Methods: The members of the Optic Disc Drusen Studies (ODDS) Consortium are either fellowship trained neuro-ophthalmologists with an interest in ODD, or researchers with an interest in ODD. Four standardization steps were performed by the consortium members with a focus on both image acquisition and diagnosis of ODD.

Results: Based on prior knowledge and experiences from the standardization steps, the ODDS Consortium reached a consensus regarding OCT acquisition and diagnosis of ODD. The recommendations from the ODDS Consortium include scanning protocol, data selection, data analysis, and nomenclature.

Conclusions: The ODDS Consortium recommendations are important in the process of establishing a reliable and consistent diagnosis of ODD using OCT for both clinicians and researchers.

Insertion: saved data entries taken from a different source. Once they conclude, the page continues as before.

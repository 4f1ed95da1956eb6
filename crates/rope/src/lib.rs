//! Rotary position embedding operators.
//!
//! All variants pair channels either NEOX-style (`i`, `i + r/2`) or GPT-J
//! style (`2i`, `2i + 1`) and keep the non-rotated channels untouched:
//!
//! * [`sbhd`] for `[s, b, h, d]` operands, with angle or cos/sin tables and
//!   optional per-token positions,
//! * [`thd`] for sequence-packed `[t, h, d]` operands,
//! * [`grid`] for 2-D image patches,
//! * [`pos_encoding`] for in-place `query`/`key` rotation,
//! * [`tables`] to build and cache the angle tables themselves.

pub mod grid;
pub mod kernel;
pub mod pos_encoding;
pub mod sbhd;
pub mod style;
pub mod tables;
pub mod thd;

pub use grid::{rope_2d_bwd, rope_2d_fwd, GridTables};
pub use pos_encoding::{batched_rotary_embedding, rotary_embedding};
pub use sbhd::{
    rope_2c_bwd, rope_2c_fwd, rope_bwd, rope_cached_2c_bwd, rope_cached_2c_fwd, rope_cached_bwd,
    rope_cached_fwd, rope_cached_positions_2c_fwd, rope_cached_positions_offsets_2c_fwd, rope_fwd,
};
pub use style::{RopeOptions, RotateStyle};
pub use tables::{cos_sin_tables, freqs_table, RopeConfig, RopeScaling};
pub use thd::{rope_thd_bwd, rope_thd_fwd};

Department of Ophthalmology (LM, MW, SH), Rigshospitalet, University of Copenhagen, Denmark; Department of Ophthalmology (LB, AF), Western University, London, Ontario, Canada; Departments of Clinical Neurosciences and Surgery (FC), University of Calgary, Calgary, Canada; John A. Moran Eye Centre (KD, BK, JW), University of Utah, Salt Lake City, Utah; Department of Clinical Neurological Sciences (AF), Western University, London, Ontario, Canada; Save Sight Institute (CF), University of Sydney, New South Wales, Australia; Sydney Eye Hospital (ML), Sydney, New South Wales, Australia; Department of Neurology (AP, SW), Moorfields Eye Hospital, London, United Kingdom; Neuro-ophthalmology Expertise Centre (AP, SW), VUmc, Amsterdam, the Netherlands; and Department of Ophthalmology (PS), State University of New York at Stony Brook, Stony Brook, New York.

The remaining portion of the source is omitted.